We attended a conference last week in Orlando that centered on ubiquitous computing -- basically, the idea that the next generation of technology will be built upon devices you typically carry with you. (Here's the story that Bridget wrote about it.) We saw technology that use phones to test air quality around you, record medical information or even help maintain a long-distance relationship. Organizers call it the ``post desktop'' model of human and computer interaction.
That got us thinking about how attached we are already to our cellphones and how badly we behave.
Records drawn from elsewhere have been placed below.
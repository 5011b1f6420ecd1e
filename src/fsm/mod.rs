//! Function-pointer finite state machine engine for the ride sequence.
//!
//! ```text
//! ┌─────────────────────────────────────────────────────────────────────┐
//! │  StateTable                                                         │
//! │  ┌───────────────┬──────────┬──────────┬───────────────┬──────────┐ │
//! │  │ RideState     │ on_enter │ on_exit  │ on_update     │ command  │ │
//! │  ├───────────────┼──────────┼──────────┼───────────────┼──────────┤ │
//! │  │ Idle          │ fn(ctx)  │          │ fn->Option<>  │ Hold     │ │
//! │  │ Armed         │ fn(ctx)  │          │ fn->Option<>  │ Hold     │ │
//! │  │ Dispatching   │ fn(ctx)  │          │ fn->Option<>  │ Launch   │ │
//! │  │ Running       │ fn(ctx)  │ fn(ctx)  │ fn->Option<>  │ Cruise   │ │
//! │  │ Stopping      │ fn(ctx)  │          │ fn->Option<>  │ Decel    │ │
//! │  │ EmergencyStop │ fn(ctx)  │ fn(ctx)  │ fn->Option<>  │ Halt     │ │
//! │  │ Fault         │ fn(ctx)  │ fn(ctx)  │ fn->Option<>  │ Halt     │ │
//! │  └───────────────┴──────────┴──────────┴───────────────┴──────────┘ │
//! └─────────────────────────────────────────────────────────────────────┘
//! ```
//!
//! Each tick the engine first maps the safety verdict onto a fault state.
//! Only when that yields nothing does it call `on_update` for the
//! **current** state.  A resulting transition runs `on_exit` for the
//! current state, then `on_enter` for the next.  Finally the command fn of
//! whichever state is now current produces the tick's [`RideCommand`].
//! At most one transition happens per tick, and a transition to the
//! current state is a no-op.

pub mod context;
pub mod states;

use std::time::Duration;

use context::{ControlPanelSnapshot, Cue, FsmContext, MotorStatus, RideCommand};
use log::info;
use serde::{Deserialize, Serialize};

use crate::config::RideConfig;
use crate::safety::SafetyFault;

// ---------------------------------------------------------------------------
// State identity
// ---------------------------------------------------------------------------

/// Enumeration of all ride states.
/// Must stay in sync with the table built in [`states::build_state_table`].
#[derive(Debug, Clone, Copy, PartialEq, Eq, Hash, Serialize, Deserialize)]
#[serde(rename_all = "snake_case")]
#[repr(u8)]
pub enum RideState {
    Idle = 0,
    Armed = 1,
    Dispatching = 2,
    Running = 3,
    Stopping = 4,
    EmergencyStop = 5,
    Fault = 6,
}

impl RideState {
    /// Total number of states, used to size the table array.
    pub const COUNT: usize = 7;

    pub const ALL: [RideState; Self::COUNT] = [
        Self::Idle,
        Self::Armed,
        Self::Dispatching,
        Self::Running,
        Self::Stopping,
        Self::EmergencyStop,
        Self::Fault,
    ];

    /// Convert an index back to `RideState`.  Asserts in debug builds;
    /// returns `Fault` in release.
    pub fn from_index(idx: usize) -> Self {
        match idx {
            0 => Self::Idle,
            1 => Self::Armed,
            2 => Self::Dispatching,
            3 => Self::Running,
            4 => Self::Stopping,
            5 => Self::EmergencyStop,
            6 => Self::Fault,
            _ => {
                debug_assert!(false, "invalid state index: {idx}");
                Self::Fault
            }
        }
    }

    /// States in which a nonzero velocity may be commanded.
    pub fn permits_motion(self) -> bool {
        matches!(self, Self::Dispatching | Self::Running | Self::Stopping)
    }

    /// `EmergencyStop` or `Fault`.
    pub fn is_latched(self) -> bool {
        matches!(self, Self::EmergencyStop | Self::Fault)
    }
}

/// State a fault sends the ride to, given the state it is in now.
///
/// E-stop and motor faults go to `EmergencyStop` unless the ride is
/// already latched.  Every other fault goes to `Fault` from anywhere.
pub fn fault_target(fault: SafetyFault, current: RideState) -> Option<RideState> {
    match fault {
        SafetyFault::None => None,
        SafetyFault::EStopPressed | SafetyFault::MotorFault(_) => {
            (!current.is_latched()).then_some(RideState::EmergencyStop)
        }
        SafetyFault::CommTimeout
        | SafetyFault::OverSpeed(_)
        | SafetyFault::CycleTimeout
        | SafetyFault::TickOverrun(_) => Some(RideState::Fault),
    }
}

// ---------------------------------------------------------------------------
// Function-pointer type aliases
// ---------------------------------------------------------------------------

/// Signature for `on_enter` and `on_exit` actions.
/// These run exactly once on each state transition.
pub type StateActionFn = fn(&mut FsmContext);

/// Signature for the per-tick update handler.
/// Returns `Some(next)` to trigger a transition, or `None` to stay.
pub type StateUpdateFn = fn(&mut FsmContext) -> Option<RideState>;

/// Signature for the per-tick motor command of a state.
pub type StateCommandFn = fn(&FsmContext) -> RideCommand;

// ---------------------------------------------------------------------------
// State descriptor (one row in the table)
// ---------------------------------------------------------------------------

/// Static descriptor for a single ride state.
pub struct StateDescriptor {
    pub id: RideState,
    pub name: &'static str,
    pub on_enter: Option<StateActionFn>,
    pub on_exit: Option<StateActionFn>,
    pub on_update: StateUpdateFn,
    pub command: StateCommandFn,
}

// ---------------------------------------------------------------------------
// FSM engine
// ---------------------------------------------------------------------------

/// The finite state machine engine.
pub struct Fsm {
    /// Fixed-size table indexed by `RideState as usize`.
    table: [StateDescriptor; RideState::COUNT],
    /// Index of the currently active state.
    current: usize,
}

impl Fsm {
    /// Construct a new FSM with the given state table, starting in `initial`.
    pub fn new(table: [StateDescriptor; RideState::COUNT], initial: RideState) -> Self {
        Self {
            table,
            current: initial as usize,
        }
    }

    /// Run the initial `on_enter` for the starting state.
    /// Call once after construction, before the first `tick()`.
    pub fn start(&mut self, ctx: &mut FsmContext) {
        info!("FSM starting in state: {}", self.table[self.current].name);
        ctx.state_entered_at = ctx.now;
        if let Some(enter) = self.table[self.current].on_enter {
            enter(ctx);
        }
        ctx.command = (self.table[self.current].command)(ctx);
    }

    /// Advance the FSM by one tick.
    ///
    /// 1. Release any cue deferred from the previous tick.
    /// 2. Map the fault onto a target state; if none, call `on_update`.
    /// 3. Transition if the target differs from the current state.
    /// 4. Compute the command for the (possibly new) current state.
    pub fn tick(&mut self, ctx: &mut FsmContext) {
        ctx.cue = ctx.pending_cue.take();

        let current = self.current_state();
        let next = match fault_target(ctx.fault, current) {
            Some(target) => Some(target),
            None => (self.table[self.current].on_update)(ctx),
        };

        if let Some(next_id) = next {
            self.force_transition(next_id, ctx);
        }

        ctx.command = (self.table[self.current].command)(ctx);
    }

    /// Transition immediately unless already in `next`.
    pub fn force_transition(&mut self, next: RideState, ctx: &mut FsmContext) {
        if next as usize != self.current {
            self.transition(next, ctx);
        }
    }

    /// The current state's identity.
    pub fn current_state(&self) -> RideState {
        RideState::from_index(self.current)
    }

    // -----------------------------------------------------------------------
    // Internal
    // -----------------------------------------------------------------------

    fn transition(&mut self, next_id: RideState, ctx: &mut FsmContext) {
        let next_idx = next_id as usize;

        info!(
            "FSM transition: {} -> {}",
            self.table[self.current].name, self.table[next_idx].name
        );

        if let Some(exit) = self.table[self.current].on_exit {
            exit(ctx);
        }

        self.current = next_idx;
        ctx.state_entered_at = ctx.now;

        if let Some(enter) = self.table[self.current].on_enter {
            enter(ctx);
        }
    }
}

// ---------------------------------------------------------------------------
// Ride state machine facade
// ---------------------------------------------------------------------------

/// What one tick decided.
#[derive(Debug, Clone, Copy, PartialEq, Eq)]
pub struct Decision {
    pub command: RideCommand,
    pub state: RideState,
    pub cue: Option<Cue>,
}

/// Ride state machine: the engine, its table and its context behind the
/// `tick(now, panel, motor, fault)` contract.
pub struct RideStateMachine {
    fsm: Fsm,
    ctx: FsmContext,
}

impl RideStateMachine {
    /// Build the machine in `Idle`.  `config` must already be validated.
    pub fn new(config: RideConfig) -> Self {
        let mut fsm = Fsm::new(states::build_state_table(), RideState::Idle);
        let mut ctx = FsmContext::new(config);
        fsm.start(&mut ctx);
        Self { fsm, ctx }
    }

    /// Process one tick's inputs and return the command, resulting state
    /// and cue.
    pub fn tick(
        &mut self,
        now: Duration,
        panel: &ControlPanelSnapshot,
        motor: &MotorStatus,
        fault: SafetyFault,
    ) -> Decision {
        self.ctx.now = now;
        self.ctx.panel = *panel;
        self.ctx.motor = *motor;
        self.ctx.fault = fault;

        self.fsm.tick(&mut self.ctx);
        self.ctx.prev_panel = *panel;

        let state = self.fsm.current_state();
        if !state.permits_motion() && self.ctx.command.is_motion() {
            // Unreachable through the table; kept as a last gate.
            log::error!("{state:?} produced a motion command; substituting halt");
            self.ctx.command = RideCommand::halt();
        }

        Decision {
            command: self.ctx.command,
            state,
            cue: self.ctx.cue,
        }
    }

    pub fn state(&self) -> RideState {
        self.fsm.current_state()
    }

    /// Time in the current state as of `now`.
    pub fn elapsed_in_state(&self, now: Duration) -> Duration {
        now.saturating_sub(self.ctx.state_entered_at)
    }

    /// Time since dispatch as of `now`, while a cycle is in progress.
    pub fn cycle_elapsed(&self, now: Duration) -> Option<Duration> {
        self.ctx.cycle_started_at.map(|t| now.saturating_sub(t))
    }

    /// Last command produced.
    pub fn command(&self) -> RideCommand {
        self.ctx.command
    }

    pub fn context(&self) -> &FsmContext {
        &self.ctx
    }
}
use eframe::egui::{Color32, Painter, Pos2, Rect};

use watch_constellation::constellation::{ItemKind, edge_strength};

pub(super) fn blend_color(base: Color32, overlay: Color32, amount: f32) -> Color32 {
    let amount = amount.clamp(0.0, 1.0);
    let inverse = 1.0 - amount;

    Color32::from_rgba_unmultiplied(
        ((base.r() as f32 * inverse) + (overlay.r() as f32 * amount)) as u8,
        ((base.g() as f32 * inverse) + (overlay.g() as f32 * amount)) as u8,
        ((base.b() as f32 * inverse) + (overlay.b() as f32 * amount)) as u8,
        ((base.a() as f32 * inverse) + (overlay.a() as f32 * amount)) as u8,
    )
}

pub(super) fn with_alpha(color: Color32, alpha: f32) -> Color32 {
    Color32::from_rgba_unmultiplied(
        color.r(),
        color.g(),
        color.b(),
        (alpha.clamp(0.0, 1.0) * 255.0) as u8,
    )
}

pub(super) fn draw_background(painter: &Painter, rect: Rect) {
    painter.rect_filled(rect, 0.0, Color32::from_rgb(7, 9, 20));
}

pub(super) fn circle_visible(rect: Rect, position: Pos2, radius: f32) -> bool {
    !(position.x + radius < rect.left()
        || position.x - radius > rect.right()
        || position.y + radius < rect.top()
        || position.y - radius > rect.bottom())
}

pub(super) fn edge_visible(rect: Rect, start: Pos2, end: Pos2, padding: f32) -> bool {
    let min_x = start.x.min(end.x) - padding;
    let max_x = start.x.max(end.x) + padding;
    let min_y = start.y.min(end.y) - padding;
    let max_y = start.y.max(end.y) + padding;

    !(max_x < rect.left() || min_x > rect.right() || max_y < rect.top() || min_y > rect.bottom())
}

pub(super) fn kind_color(kind: ItemKind) -> Color32 {
    match kind {
        ItemKind::Movie => Color32::from_rgb(255, 196, 120),
        ItemKind::Tv => Color32::from_rgb(132, 196, 255),
    }
}

pub(super) fn link_alpha(weight: u32) -> f32 {
    0.1 + edge_strength(weight)
}

#[cfg(test)]
mod tests {
    use eframe::egui::pos2;

    use super::*;

    #[test]
    fn visibility_checks_respect_padding() {
        let rect = Rect::from_min_max(pos2(0.0, 0.0), pos2(100.0, 100.0));

        assert!(circle_visible(rect, pos2(-5.0, 50.0), 6.0));
        assert!(!circle_visible(rect, pos2(-10.0, 50.0), 6.0));
        assert!(edge_visible(rect, pos2(-50.0, 50.0), pos2(-1.0, 50.0), 2.0));
        assert!(!edge_visible(rect, pos2(-50.0, 50.0), pos2(-10.0, 60.0), 2.0));
    }

    #[test]
    fn heavier_links_are_brighter_up_to_a_cap() {
        assert!(link_alpha(2) > link_alpha(1));
        assert_eq!(link_alpha(40), link_alpha(4));
    }
}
We're so obsessed with informing and checking in with the rest of the world that we forget about the people right in front of us.
You don't have to convince us about how great technology is -- but as Poked columnists, we also we want to do our part to remember the importance of balancing that with the way we treat others.
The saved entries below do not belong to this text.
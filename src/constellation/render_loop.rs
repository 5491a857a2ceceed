use std::sync::Arc;
use std::sync::atomic::{AtomicBool, Ordering};

use log::{debug, trace};

use super::snapshot::WorldSnapshot;

#[derive(Clone, Debug, Default)]
pub struct CancellationToken {
    cancelled: Arc<AtomicBool>,
}

impl CancellationToken {
    pub fn new() -> Self {
        Self::default()
    }

    pub fn cancel(&self) {
        self.cancelled.store(true, Ordering::Release);
    }

    pub fn is_cancelled(&self) -> bool {
        self.cancelled.load(Ordering::Acquire)
    }
}

#[derive(Debug)]
#[must_use = "a scheduled tick does nothing unless it is run"]
pub struct ScheduledTick {
    token: CancellationToken,
    frame: u64,
}

impl ScheduledTick {
    pub fn frame(&self) -> u64 {
        self.frame
    }

    pub fn is_stale(&self) -> bool {
        self.token.is_cancelled()
    }
}

#[derive(Debug)]
pub enum TickOutcome {
    Advanced {
        next: ScheduledTick,
        snapshot: WorldSnapshot,
    },
    Dropped,
}

/// Lifecycle of the frame-driven simulation loop.
///
/// Every call to [`RenderLoop::start`] hands out tickets bound to a fresh
/// token; [`RenderLoop::stop`] cancels it, so tickets issued before the stop
/// can no longer be redeemed.
#[derive(Debug, Default)]
pub struct RenderLoop {
    token: Option<CancellationToken>,
    frame: u64,
}

impl RenderLoop {
    pub fn new() -> Self {
        Self::default()
    }

    pub fn is_running(&self) -> bool {
        self.token
            .as_ref()
            .is_some_and(|token| !token.is_cancelled())
    }

    pub fn frame(&self) -> u64 {
        self.frame
    }

    pub fn start(&mut self) -> Option<ScheduledTick> {
        if self.is_running() {
            return None;
        }

        let token = CancellationToken::new();
        self.token = Some(token.clone());
        debug!("event=render_loop_start frame={}", self.frame);
        Some(ScheduledTick {
            token,
            frame: self.frame,
        })
    }

    pub fn stop(&mut self) {
        if let Some(token) = self.token.take() {
            token.cancel();
            debug!("event=render_loop_stop frame={}", self.frame);
        }
    }

    /// Checks a ticket at the top of a tick. Returns false for stale tickets.
    pub fn admit(&self, ticket: &ScheduledTick) -> bool {
        if ticket.is_stale() {
            trace!("event=stale_tick_dropped frame={}", ticket.frame);
            return false;
        }

        self.token
            .as_ref()
            .is_some_and(|token| Arc::ptr_eq(&token.cancelled, &ticket.token.cancelled))
    }

    pub fn reschedule(&mut self, ticket: ScheduledTick) -> ScheduledTick {
        self.frame = self.frame.wrapping_add(1);
        ScheduledTick {
            token: ticket.token,
            frame: self.frame,
        }
    }
}
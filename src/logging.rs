//! Logger bootstrap for the desktop binary.
//!
//! Logs go to stderr. With a log directory they are also written to a
//! size-rotated file set. An explicit level beats `RUST_LOG`, which beats
//! the build-mode default.

use std::path::Path;

use anyhow::{Context, Result, bail};
use flexi_logger::{
    Cleanup, Criterion, Duplicate, FileSpec, Logger, LoggerHandle, Naming, WriteMode,
};
use log::info;

const LOG_FILE_BASENAME: &str = "watch-constellation";
const MAX_LOG_FILE_SIZE_BYTES: u64 = 10 * 1024 * 1024;
const MAX_LOG_FILES: usize = 5;

/// Starts the global logger. Keep the returned handle alive for the
/// lifetime of the process or buffered file output is lost.
pub fn init_logging(level: Option<&str>, log_dir: Option<&Path>) -> Result<LoggerHandle> {
    let logger = match level {
        Some(level) => {
            let level = normalize_level(level)?;
            Logger::try_with_str(level)
                .with_context(|| format!("invalid log level `{level}`"))?
        }
        None => Logger::try_with_env_or_str(default_log_level())
            .context("invalid RUST_LOG specification")?,
    };

    let logger = match log_dir {
        Some(dir) => {
            std::fs::create_dir_all(dir)
                .with_context(|| format!("failed to create log directory {}", dir.display()))?;
            logger
                .log_to_file(FileSpec::default().directory(dir).basename(LOG_FILE_BASENAME))
                .rotate(
                    Criterion::Size(MAX_LOG_FILE_SIZE_BYTES),
                    Naming::Numbers,
                    Cleanup::KeepLogFiles(MAX_LOG_FILES),
                )
                .append()
                .write_mode(WriteMode::BufferAndFlush)
                .format_for_files(flexi_logger::detailed_format)
                .duplicate_to_stderr(Duplicate::All)
        }
        None => logger.log_to_stderr(),
    };

    let handle = logger
        .format_for_stderr(flexi_logger::default_format)
        .start()
        .context("failed to start logger")?;

    info!(
        "event=app_start platform={} build_mode={} version={} log_dir={}",
        std::env::consts::OS,
        build_mode(),
        env!("CARGO_PKG_VERSION"),
        log_dir.map_or_else(|| "-".to_owned(), |dir| dir.display().to_string())
    );
    Ok(handle)
}

pub fn default_log_level() -> &'static str {
    if cfg!(debug_assertions) { "debug" } else { "info" }
}

fn build_mode() -> &'static str {
    if cfg!(debug_assertions) { "debug" } else { "release" }
}

fn normalize_level(level: &str) -> Result<&'static str> {
    match level.trim().to_ascii_lowercase().as_str() {
        "trace" => Ok("trace"),
        "debug" => Ok("debug"),
        "info" => Ok("info"),
        "warn" | "warning" => Ok("warn"),
        "error" => Ok("error"),
        "off" => Ok("off"),
        other => bail!("unsupported log level `{other}`; expected trace|debug|info|warn|error|off"),
    }
}
use eframe::egui::{self, Color32, RichText, Ui};

use watch_constellation::constellation::neighbors;

use super::super::{ViewModel, WatchAction};

impl ViewModel {
    pub(in crate::app) fn draw_details(&mut self, ui: &mut Ui) {
        ui.heading("Selection Details");
        ui.add_space(6.0);

        if let Some(error) = &self.storage_error {
            ui.colored_label(
                Color32::from_rgb(240, 120, 100),
                format!("Could not save the watchlist: {error}"),
            );
            ui.separator();
        }

        let Some(selected_id) = self.selected.clone() else {
            ui.label("Click a star to see what it is.");
            return;
        };

        let Some(entry) = self.watchlist.get(&selected_id).cloned() else {
            ui.label("That title is no longer on your watchlist.");
            return;
        };

        ui.label(RichText::new(entry.title.as_str()).strong().size(18.0));
        let mut facts = vec![entry.media_type.label().to_owned()];
        if let Some(year) = entry.release_year {
            facts.push(year.to_string());
        }
        if entry.rating > 0.0 {
            facts.push(format!("rated {:.1}", entry.rating));
        }
        ui.label(facts.join("  |  "));

        if !entry.genres.is_empty() {
            ui.add_space(4.0);
            ui.horizontal_wrapped(|ui| {
                for genre in &entry.genres {
                    ui.label(
                        RichText::new(genre.as_str())
                            .small()
                            .color(Color32::from_rgb(170, 190, 240)),
                    );
                }
            });
        }

        if !entry.overview.is_empty() {
            ui.add_space(6.0);
            ui.label(entry.overview.as_str());
        }

        ui.separator();
        ui.label(RichText::new("Linked titles").strong());
        let mut linked = neighbors(self.scene.similarity_edges(), &selected_id)
            .filter_map(|(id, weight)| {
                self.scene
                    .item(id)
                    .map(|item| (id.to_owned(), item.title.clone(), weight))
            })
            .collect::<Vec<_>>();
        linked.sort_by(|a, b| b.2.cmp(&a.2).then_with(|| a.1.cmp(&b.1)));

        if linked.is_empty() {
            ui.label("Nothing else on your list shares its genres.");
        } else {
            egui::ScrollArea::vertical()
                .id_salt("linked_titles_scroll")
                .max_height(240.0)
                .auto_shrink([false, true])
                .show(ui, |ui| {
                    for (id, title, weight) in linked {
                        let label = format!("{title}  (shared {weight})");
                        if ui.link(label).clicked() {
                            self.set_selected(Some(id));
                        }
                    }
                });
        }

        ui.separator();
        ui.horizontal(|ui| {
            if ui.button("Deselect").clicked() {
                self.set_selected(None);
            }
            if ui
                .button(
                    RichText::new("Remove from watchlist").color(Color32::from_rgb(240, 140, 120)),
                )
                .clicked()
            {
                self.request(WatchAction::Remove(selected_id.clone()));
            }
        });
    }
}
use std::collections::{HashMap, HashSet};

use eframe::egui::{Vec2, vec2};
use rand::{Rng, RngCore};

use super::item::Item;
use super::particles::{Particle, ParticleStore};

#[derive(Clone, Debug, Default, PartialEq, Eq)]
pub struct ReconcileReport {
    pub added: Vec<String>,
    pub retargeted: Vec<String>,
    pub removed: Vec<String>,
}

impl ReconcileReport {
    pub fn is_empty(&self) -> bool {
        self.added.is_empty() && self.retargeted.is_empty() && self.removed.is_empty()
    }
}

pub fn spawn_offset(rng: &mut dyn RngCore, spread: f32) -> Vec2 {
    if spread <= 0.0 {
        return Vec2::ZERO;
    }
    vec2(
        (rng.random::<f32>() - 0.5) * spread,
        (rng.random::<f32>() - 0.5) * spread,
    )
}

/// Rebuilds `store` so it holds exactly one particle per distinct item id.
///
/// New items spawn at their anchor plus a random offset of at most
/// `spawn_spread / 2` per axis. Known items keep their position and velocity
/// and only take the new anchor. The rebuilt arena replaces the old one in a
/// single assignment.
pub fn reconcile(
    store: &mut ParticleStore,
    items: &[Item],
    spawn_spread: f32,
    rng: &mut dyn RngCore,
) -> ReconcileReport {
    let mut previous = std::mem::take(store)
        .into_particles()
        .into_iter()
        .map(|particle| (particle.id.clone(), particle))
        .collect::<HashMap<_, _>>();

    let mut report = ReconcileReport::default();
    let mut seen = HashSet::with_capacity(items.len());
    let mut next = Vec::with_capacity(items.len());

    for item in items {
        if !seen.insert(item.id.as_str()) {
            continue;
        }

        match previous.remove(&item.id) {
            Some(mut particle) => {
                if particle.anchor != item.anchor {
                    particle.anchor = item.anchor;
                    report.retargeted.push(item.id.clone());
                }
                next.push(particle);
            }
            None => {
                let position = item.anchor + spawn_offset(rng, spawn_spread);
                next.push(Particle::at_rest(item.id.clone(), position, item.anchor));
                report.added.push(item.id.clone());
            }
        }
    }

    report.removed = previous.into_keys().collect();
    report.removed.sort();

    *store = ParticleStore::from_particles(next);
    report
}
Bridget realized this during the conference while we were at dinner -- so much so, that when I said something funny, she asked permission to immediately share it with her brother, via text. Before you say how lame this sounds, think about the last time you've had an impulse to do the same.
It goes beyond manners at the dinner table. Why we have lost the ability to be patient about sharing information? And at what expense are we doing this? Those who text while driving are risking lives -- we'll admit that we've sneaked in a quick reply or read a text behind the wheel, and we're not proud of it.
Don't assume that our standards of behavior have fallen so far that people don't care if you're flipping through your e-mails during a meeting or checking fantasy football stats while you're waiting for dinner to be served.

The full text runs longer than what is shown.